Closed form of the Baker–Campbell–Hausdorff formula for the generators of semisimple complex Lie algebras

Abstract

Recently it has been introduced an algorithm Baker-Campbell-Hausdorff (BCH) formula, which extends the Van-Brunt and Visser recent results, leading to new closed forms of BCH formula. More recently, it has been shown that there are {\it 13 types} of such commutator algebras. We show, by providing the explicit solutions, that these include the generators of the semisimple complex Lie algebras. More precisely, for any pair, $X$, $Y$ of the Cartan-Weyl basis, we find $W$, linear combination of $X$, $Y$, such that $$ \exp(X) \exp(Y)=\exp(W) $$ The derivation of such closed forms follows, in part, by using the above mentioned recent results.
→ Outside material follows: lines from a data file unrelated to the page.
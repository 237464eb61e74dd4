//! Decode one horizontal scan line of a barcode mask.
//!
//! Run lengths after the left quiet zone are consumed in fourteen groups:
//! the start guard (3 runs), six left digits (4 runs each), the centre
//! guard (5 runs) and six right digits. Guards are skipped, not validated,
//! and the end guard may be cut off. The twelfth digit must match the check
//! digit of the first eleven.

use super::checksum::check_digit;
use super::digits::decode_digit;
use super::runs::bar_lengths;
use crate::config::ScanOptions;
use crate::error::DecodeError;
use crate::models::PixelGrid;

/// Runs in the start guard
pub const START_GUARD_RUNS: usize = 3;
/// Runs in the centre guard
pub const CENTRE_GUARD_RUNS: usize = 5;
/// Runs per encoded digit
pub const DIGIT_RUNS: usize = 4;
/// Digits read from the bars
pub const DIGIT_COUNT: usize = 12;

/// Runs consumed by the guards and twelve digits
const RUNS_CONSUMED: usize = START_GUARD_RUNS + CENTRE_GUARD_RUNS + DIGIT_COUNT * DIGIT_RUNS;

/// Decode row `row` of `mask` (true = dark) with default options
///
/// # Panics
/// If `row` is outside the mask.
pub fn decode_line(mask: &PixelGrid<bool>, row: usize) -> Result<String, DecodeError> {
    decode_line_with(mask, row, &ScanOptions::default())
}

/// Decode row `row` of `mask` (true = dark)
///
/// # Panics
/// If `row` is outside the mask.
pub fn decode_line_with(
    mask: &PixelGrid<bool>,
    row: usize,
    opts: &ScanOptions,
) -> Result<String, DecodeError> {
    assert!(
        row < mask.height(),
        "scan line {row} is outside a mask of height {}",
        mask.height()
    );

    let lengths = bar_lengths(mask, row);
    let required = opts.min_segments.max(RUNS_CONSUMED);
    if lengths.len() < required {
        return Err(DecodeError::NotEnoughBars {
            found: lengths.len(),
            required,
        });
    }

    let mut digits = [0u8; DIGIT_COUNT];
    let mut offset = 0;
    let mut next = 0;
    for group in 0..14 {
        match group {
            0 => offset += START_GUARD_RUNS,
            7 => offset += CENTRE_GUARD_RUNS,
            _ => {
                let runs = [
                    lengths[offset],
                    lengths[offset + 1],
                    lengths[offset + 2],
                    lengths[offset + 3],
                ];
                digits[next] = decode_digit(runs, opts.max_width_attempts)?;
                next += 1;
                offset += DIGIT_RUNS;
            }
        }
    }

    let [data @ .., found] = digits;
    let expected = check_digit(&data);
    if found != expected {
        return Err(DecodeError::ChecksumMismatch { expected, found });
    }

    Ok(digits.iter().map(|d| char::from(b'0' + d)).collect())
}
//! Core data structures shared by localisation and decoding

/// Decoded barcode result
pub mod barcode;
/// Immutable 2D grid container
pub mod grid;
/// Integer pixel coordinate
pub mod point;
/// Axis-aligned integer rectangle
pub mod rect;

pub use barcode::Barcode;
pub use grid::PixelGrid;
pub use point::Point;
pub use rect::Rectangle;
The complete derivation is provided by considering the structure of of the root system. Furthermore, if $X$, $Y$ and $Z$ are three generators of the Cartan-Weyl basis, we find, for a wide class of cases, $W$, linear combination of $X$, $Y$ and $Z$, such that $$ \exp(X) \exp(Y) \exp(Z)=\exp(W) $$ It turns out that the relevant commutator algebras are {\it type 1c-i}, {\it type 4} and {\it type 5}. A key result concerns an iterative application of the algorithm leading to relevant extensions of the cases admitting closed forms of the BCH formula. Here we provide the main steps of such an iteration that will be developed in a forthcoming paper.